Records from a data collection
━━━━━━━━━━━━━━━━

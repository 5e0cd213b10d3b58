//! Test utilities for ticketzen-core
//!
//! This module provides a mock Azure Document Intelligence server with
//! per-route scripted replies, for integration tests and offline development.

use std::collections::HashMap;
use std::net::SocketAddr;
use std::sync::{Arc, Mutex};

use axum::{
    body::Bytes,
    extract::State,
    http::{HeaderMap, StatusCode, Uri},
    response::{IntoResponse, Response},
    Json, Router,
};
use serde_json::{json, Value};
use tokio::sync::oneshot;

use crate::models::Route;
use crate::ocr::KEY_HEADER;

/// How the mock answers requests on a route
#[derive(Debug, Clone)]
pub enum MockReply {
    /// 200 with this JSON body
    Json(Value),
    /// Bare status code with an error body
    Status(u16),
    /// 200 with a body that is not JSON
    Garbage,
}

/// A request received by the mock server
#[derive(Debug, Clone)]
pub struct RecordedRequest {
    pub route: Option<Route>,
    pub path_and_query: String,
    pub key: Option<String>,
    pub content_type: Option<String>,
    pub body_len: usize,
}

#[derive(Default)]
struct MockState {
    replies: HashMap<Route, MockReply>,
    requests: Mutex<Vec<RecordedRequest>>,
}

/// Mock Azure server for testing
///
/// Routes without a scripted reply answer 404.
pub struct MockAzureServer {
    addr: SocketAddr,
    state: Arc<MockState>,
    shutdown_tx: Option<oneshot::Sender<()>>,
}

impl MockAzureServer {
    /// Start the mock server on an available port
    pub async fn start(replies: HashMap<Route, MockReply>) -> Self {
        let state = Arc::new(MockState {
            replies,
            requests: Mutex::new(Vec::new()),
        });
        let app = Router::new()
            .fallback(handle_analyze)
            .with_state(state.clone());

        let listener = tokio::net::TcpListener::bind("127.0.0.1:0").await.unwrap();
        let addr = listener.local_addr().unwrap();

        let (shutdown_tx, shutdown_rx) = oneshot::channel();

        tokio::spawn(async move {
            axum::serve(listener, app)
                .with_graceful_shutdown(async {
                    shutdown_rx.await.ok();
                })
                .await
                .unwrap();
        });

        Self {
            addr,
            state,
            shutdown_tx: Some(shutdown_tx),
        }
    }

    /// Start a server where every route answers with the same reply
    pub async fn start_uniform(reply: MockReply) -> Self {
        let replies = Route::all().iter().map(|r| (*r, reply.clone())).collect();
        Self::start(replies).await
    }

    /// Get the base URL for this mock server
    pub fn url(&self) -> String {
        format!("http://{}", self.addr)
    }

    /// Requests received so far, in arrival order
    pub fn requests(&self) -> Vec<RecordedRequest> {
        self.state.requests.lock().unwrap().clone()
    }

    /// Routes hit so far, in arrival order
    pub fn routes_hit(&self) -> Vec<Route> {
        self.requests().into_iter().filter_map(|r| r.route).collect()
    }

    /// Stop the mock server
    pub fn stop(&mut self) {
        if let Some(tx) = self.shutdown_tx.take() {
            let _ = tx.send(());
        }
    }
}

impl Drop for MockAzureServer {
    fn drop(&mut self) {
        self.stop();
    }
}

/// Identify the API route from the request path
fn route_for_path(path: &str) -> Option<Route> {
    if path.starts_with("/documentintelligence/") {
        Some(Route::DocumentIntelligence)
    } else if path.contains("/prebuilt/receipt/analyze") {
        Some(Route::FormRecognizerV21)
    } else if path.starts_with("/formrecognizer/documentModels/") {
        Some(Route::FormRecognizer)
    } else {
        None
    }
}

async fn handle_analyze(
    State(state): State<Arc<MockState>>,
    uri: Uri,
    headers: HeaderMap,
    body: Bytes,
) -> Response {
    let route = route_for_path(uri.path());
    let header = |name: &str| {
        headers
            .get(name)
            .and_then(|v| v.to_str().ok())
            .map(String::from)
    };

    state.requests.lock().unwrap().push(RecordedRequest {
        route,
        path_and_query: uri
            .path_and_query()
            .map(|pq| pq.to_string())
            .unwrap_or_default(),
        key: header(KEY_HEADER),
        content_type: header("content-type"),
        body_len: body.len(),
    });

    match route.and_then(|r| state.replies.get(&r)) {
        Some(MockReply::Json(value)) => Json(value.clone()).into_response(),
        Some(MockReply::Status(code)) => {
            let status = StatusCode::from_u16(*code).unwrap_or(StatusCode::INTERNAL_SERVER_ERROR);
            (
                status,
                Json(json!({"error": {"code": code.to_string(), "message": "mock failure"}})),
            )
                .into_response()
        }
        Some(MockReply::Garbage) => (StatusCode::OK, "<html>gateway</html>").into_response(),
        None => (StatusCode::NOT_FOUND, "no such route").into_response(),
    }
}

/// Current-schema receipt payload for "Netto" (2 lines, 1 item)
pub fn current_receipt_payload() -> Value {
    json!({
        "apiVersion": "2024-07-31",
        "content": "NETTO\n5 rue des Lilas\n01/05/2024\nTOTAL 9,42",
        "pages": [{
            "pageNumber": 1,
            "height": 11.0,
            "lines": [
                {"content": "5 rue des Lilas", "boundingPolygon": [{"x": 1.0, "y": 0.3}]},
                {"content": "NETTO", "boundingPolygon": [{"x": 1.0, "y": 0.55}]}
            ]
        }],
        "documents": [{
            "fields": {
                "MerchantName": {"content": "NETTO"},
                "TransactionDate": {"content": "01/05/2024"},
                "Total": {"content": "9,42"},
                "Items": {"valueArray": [{"valueObject": {
                    "Name": {"content": "Pain"},
                    "TotalPrice": {"content": "1,00"}
                }}]}
            }
        }]
    })
}

/// Legacy (v2.1) receipt payload for "Intermarché"
pub fn legacy_receipt_payload() -> Value {
    json!({
        "status": "succeeded",
        "analyzeResult": {
            "readResults": [{
                "page": 1,
                "height": 1000,
                "lines": [
                    {"text": "INTERMARCHE SUPER", "boundingBox": [0, 40, 0, 0, 0, 0, 0, 0]},
                    {"text": "Total 23,15", "boundingBox": [0, 800, 0, 0, 0, 0, 0, 0]}
                ]
            }],
            "documentResults": [{
                "fields": {
                    "MerchantName": {"text": "INTERMARCHE SUPER"},
                    "TransactionDate": {"text": "02.06.2024"},
                    "Total": {"text": "23,15", "valueNumber": 23.15}
                }
            }]
        }
    })
}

━━━━━━━━━━━━━━━━

#### Work to be completed:
Please copy the lines in the records above between the one holding "use std::net::SocketAddr;" and the one holding "by the mock server", inclusive, exactly and with no other line.

#### Task response:
use std::net::SocketAddr;
use std::sync::{Arc, Mutex};

use axum::{
    body::Bytes,
    extract::State,
    http::{HeaderMap, StatusCode, Uri},
    response::{IntoResponse, Response},
    Json, Router,
};
use serde_json::{json, Value};
use tokio::sync::oneshot;

use crate::models::Route;
use crate::ocr::KEY_HEADER;

/// How the mock answers requests on a route
#[derive(Debug, Clone)]
pub enum MockReply {
    /// 200 with this JSON body
    Json(Value),
    /// Bare status code with an error body
    Status(u16),
    /// 200 with a body that is not JSON
    Garbage,
}

/// A request received by the mock server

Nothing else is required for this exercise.